These interventions cause degeneration of the nerve’s fibers and temporary (a few months, usually) interference with the transmission of nerve signals. In these procedures, the thin protective layer around the nerve fiber, the basal lamina, is preserved so that, as a damaged fiber regrows, it travels within its basal lamina tube and connects with the correct loose end, and function may be restored. Surgical cutting of a nerve (neurectomy), severs these basal lamina tubes, and without them to channel the regrowing fibers to their lost connections, over time a painful neuroma or deafferentation pain may develop. This is why the neurolytic is usually preferred over the surgical block.
Frequently, the term neuroablation is used to also describe the physical interruption of pain either chemically, thermally, or surgically. All neurolytic techniques cause Wallerian degeneration of the nerve axon distal to the lesion.
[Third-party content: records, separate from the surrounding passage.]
//! Retry policy for object-store requests.
//!
//! Every request the transfer engine issues goes through [`RetryingStore`],
//! which asks [`RetryPolicy::should_retry`] after each failure. Retry
//! triggers, in priority order:
//!
//! 1. Connection resets (the peer closed the connection).
//! 2. HTTP 404 on [`RequestKind::HeadObject`]: the object was just written and
//!    the store may not reflect it yet (read-after-write is not guaranteed).
//! 3. The generic backoff classes: 5xx except 501, 429, dispatch failures and
//!    timeouts.
//!
//! Everything else (403, 400, 404 on data requests, success statuses) is
//! returned immediately.

use std::future::Future;
use std::sync::Arc;
use std::time::Duration;

use async_trait::async_trait;
use bytes::Bytes;
use rand::Rng;
use tracing::debug;

use crate::error::StorageError;
use crate::store::{ByteRange, CompletedPart, ObjectInfo, ObjectStore};

/// Default maximum number of attempts per request.
pub const DEFAULT_MAX_ATTEMPTS: u32 = 10;

/// The kind of request being retried.
#[derive(Debug, Clone, Copy, PartialEq, Eq, Hash)]
pub enum RequestKind {
    HeadObject,
    GetObject,
    GetRange,
    PutObject,
    CreateMultipartUpload,
    UploadPart,
    CompleteMultipartUpload,
    AbortMultipartUpload,
    ListPrefix,
    DeleteObjects,
}

impl RequestKind {
    /// Stable name used in log fields.
    pub fn as_str(&self) -> &'static str {
        match self {
            RequestKind::HeadObject => "head_object",
            RequestKind::GetObject => "get_object",
            RequestKind::GetRange => "get_range",
            RequestKind::PutObject => "put_object",
            RequestKind::CreateMultipartUpload => "create_multipart_upload",
            RequestKind::UploadPart => "upload_part",
            RequestKind::CompleteMultipartUpload => "complete_multipart_upload",
            RequestKind::AbortMultipartUpload => "abort_multipart_upload",
            RequestKind::ListPrefix => "list_prefix",
            RequestKind::DeleteObjects => "delete_objects",
        }
    }

    /// Whether a 404 for this request may be an eventual-consistency window
    /// rather than a genuinely missing object.
    pub fn tolerates_stale_not_found(&self) -> bool {
        matches!(self, RequestKind::HeadObject)
    }
}

/// Retry settings, fixed for the lifetime of a [`RetryPolicy`].
#[derive(Debug, Clone)]
pub struct RetrySettings {
    /// Maximum attempts per request, the first one included.
    pub max_attempts: u32,
    /// Delay before the first retry.
    pub initial_backoff: Duration,
    /// Delay before the first retry of a throttled (429/503) request.
    pub throttle_backoff: Duration,
    /// Upper bound for any single delay.
    pub max_backoff: Duration,
    /// Multiplier applied per attempt.
    pub backoff_factor: f64,
}

impl Default for RetrySettings {
    fn default() -> Self {
        Self {
            max_attempts: DEFAULT_MAX_ATTEMPTS,
            initial_backoff: Duration::from_millis(30),
            throttle_backoff: Duration::from_millis(500),
            max_backoff: Duration::from_secs(20),
            backoff_factor: 2.0,
        }
    }
}

impl RetrySettings {
    /// Settings that never retry.
    pub fn disabled() -> Self {
        Self {
            max_attempts: 1,
            ..Self::default()
        }
    }
}

/// Decides whether a failed request is retried and how long to wait.
#[derive(Debug, Clone, Default)]
pub struct RetryPolicy {
    settings: RetrySettings,
}

impl RetryPolicy {
    pub fn new(settings: RetrySettings) -> Self {
        Self { settings }
    }

    pub fn settings(&self) -> &RetrySettings {
        &self.settings
    }

    /// Returns `true` if the request should be attempted again.
    ///
    /// `attempt` is the number of attempts already made (1 after the first
    /// failure). Once it reaches `max_attempts` the answer is always `false`.
    pub fn should_retry(
        &self,
        request: RequestKind,
        status: Option<u16>,
        error: Option<&StorageError>,
        attempt: u32,
    ) -> bool {
        if attempt >= self.settings.max_attempts {
            return false;
        }
        is_retryable(request, status, error)
    }

    /// Backoff before the retry that follows attempt number `attempt`.
    ///
    /// Exponential from `initial_backoff` (or `throttle_backoff` for 429/503),
    /// capped at `max_backoff`, with the upper half jittered.
    pub fn backoff(&self, attempt: u32, status: Option<u16>) -> Duration {
        let base = match status {
            Some(429) | Some(503) => self.settings.throttle_backoff,
            _ => self.settings.initial_backoff,
        };
        let exp = attempt.saturating_sub(1).min(63) as i32;
        let secs = base.as_secs_f64() * self.settings.backoff_factor.powi(exp);
        let capped = secs.min(self.settings.max_backoff.as_secs_f64());
        let jittered = rand::thread_rng().gen_range(capped / 2.0..=capped);
        Duration::from_secs_f64(jittered)
    }

    /// Runs `op` until it succeeds, fails permanently, or the attempt cap is
    /// reached.
    ///
    /// A retryable fault that outlives the cap is reported as
    /// [`StorageError::Exhausted`].
    pub async fn run<T, F, Fut>(&self, request: RequestKind, mut op: F) -> Result<T, StorageError>
    where
        F: FnMut() -> Fut,
        Fut: Future<Output = Result<T, StorageError>>,
    {
        let mut attempt: u32 = 0;
        loop {
            attempt = attempt.saturating_add(1);
            match op().await {
                Ok(value) => return Ok(value),
                Err(err) => self.after_failure(request, attempt, err).await?,
            }
        }
    }

    /// Handles the failure of attempt number `attempt`.
    ///
    /// Sleeps out the backoff and returns `Ok` when another attempt should
    /// follow; otherwise returns the error to report.
    async fn after_failure(
        &self,
        request: RequestKind,
        attempt: u32,
        err: StorageError,
    ) -> Result<(), StorageError> {
        let status = err.status();
        if self.should_retry(request, status, Some(&err), attempt) {
            let delay = self.backoff(attempt, status);
            debug!(
                request = request.as_str(),
                attempt,
                delay_ms = delay.as_millis() as u64,
                error = %err,
                "request attempt failed, retrying"
            );
            tokio::time::sleep(delay).await;
            return Ok(());
        }

        if is_retryable(request, status, Some(&err)) {
            return Err(StorageError::Exhausted {
                attempts: attempt,
                last: Box::new(err),
            });
        }
        Err(err)
    }
}

fn is_retryable(request: RequestKind, status: Option<u16>, error: Option<&StorageError>) -> bool {
    if error.is_some_and(StorageError::is_connection_reset) {
        return true;
    }

    let status = status.or_else(|| error.and_then(StorageError::status));
    if status == Some(404) && request.tolerates_stale_not_found() {
        return true;
    }

    if error.is_some_and(StorageError::is_connectivity) {
        return true;
    }

    match status {
        Some(429) => true,
        Some(501) => false,
        Some(s) => (500..600).contains(&s),
        None => false,
    }
}

/// An [`ObjectStore`] that routes every request through a [`RetryPolicy`].
pub struct RetryingStore {
    inner: Arc<dyn ObjectStore>,
    policy: RetryPolicy,
}

impl RetryingStore {
    pub fn new(inner: Arc<dyn ObjectStore>, policy: RetryPolicy) -> Self {
        Self { inner, policy }
    }

    pub fn policy(&self) -> &RetryPolicy {
        &self.policy
    }
}

#[async_trait]
impl ObjectStore for RetryingStore {
    async fn head_object(&self, bucket: &str, key: &str) -> Result<u64, StorageError> {
        self.policy
            .run(RequestKind::HeadObject, || self.inner.head_object(bucket, key))
            .await
    }

    async fn get_object(&self, bucket: &str, key: &str) -> Result<Bytes, StorageError> {
        self.policy
            .run(RequestKind::GetObject, || self.inner.get_object(bucket, key))
            .await
    }

    async fn get_range_into(
        &self,
        bucket: &str,
        key: &str,
        range: ByteRange,
        sink: &mut Vec<u8>,
    ) -> Result<(), StorageError> {
        let start = sink.len();
        let mut attempt: u32 = 0;
        loop {
            attempt = attempt.saturating_add(1);
            match self.inner.get_range_into(bucket, key, range, sink).await {
                Ok(()) => return Ok(()),
                Err(err) => {
                    sink.truncate(start);
                    self.policy
                        .after_failure(RequestKind::GetRange, attempt, err)
                        .await?;
                }
            }
        }
    }

    async fn put_object(&self, bucket: &str, key: &str, body: Bytes) -> Result<(), StorageError> {
        self.policy
            .run(RequestKind::PutObject, || {
                self.inner.put_object(bucket, key, body.clone())
            })
            .await
    }

    async fn create_multipart_upload(
        &self,
        bucket: &str,
        key: &str,
    ) -> Result<String, StorageError> {
        self.policy
            .run(RequestKind::CreateMultipartUpload, || {
                self.inner.create_multipart_upload(bucket, key)
            })
            .await
    }

    async fn upload_part(
        &self,
        bucket: &str,
        key: &str,
        upload_id: &str,
        part_number: i32,
        body: Bytes,
    ) -> Result<CompletedPart, StorageError> {
        self.policy
            .run(RequestKind::UploadPart, || {
                self.inner
                    .upload_part(bucket, key, upload_id, part_number, body.clone())
            })
            .await
    }

    async fn complete_multipart_upload(
        &self,
        bucket: &str,
        key: &str,
        upload_id: &str,
        parts: &[CompletedPart],
    ) -> Result<(), StorageError> {
        self.policy
            .run(RequestKind::CompleteMultipartUpload, || {
                self.inner
                    .complete_multipart_upload(bucket, key, upload_id, parts)
            })
            .await
    }

    async fn abort_multipart_upload(
        &self,
        bucket: &str,
        key: &str,
        upload_id: &str,
    ) -> Result<(), StorageError> {
        self.policy
            .run(RequestKind::AbortMultipartUpload, || {
                self.inner.abort_multipart_upload(bucket, key, upload_id)
            })
            .await
    }

    async fn list_prefix(
        &self,
        bucket: &str,
        prefix: &str,
    ) -> Result<Vec<ObjectInfo>, StorageError> {
        self.policy
            .run(RequestKind::ListPrefix, || self.inner.list_prefix(bucket, prefix))
            .await
    }

    async fn delete_objects(&self, bucket: &str, keys: &[String]) -> Result<(), StorageError> {
        self.policy
            .run(RequestKind::DeleteObjects, || {
                self.inner.delete_objects(bucket, keys)
            })
            .await
    }
}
Chemicals were extensively utilized in the past for neurolysis in the early 20 century.
The first report of chemical neurolysis was made in 1863 by Luton who delivered irritant chemicals subcutaneously in patients with sciatica, offering them significant alleviation of pain. [Luton A, generales de medecin, 1863] The advent of newer and safer modalities have been introduced into pain practice including radiofrequency ablation (RFA), cryoablation, and neurosurgical procedures.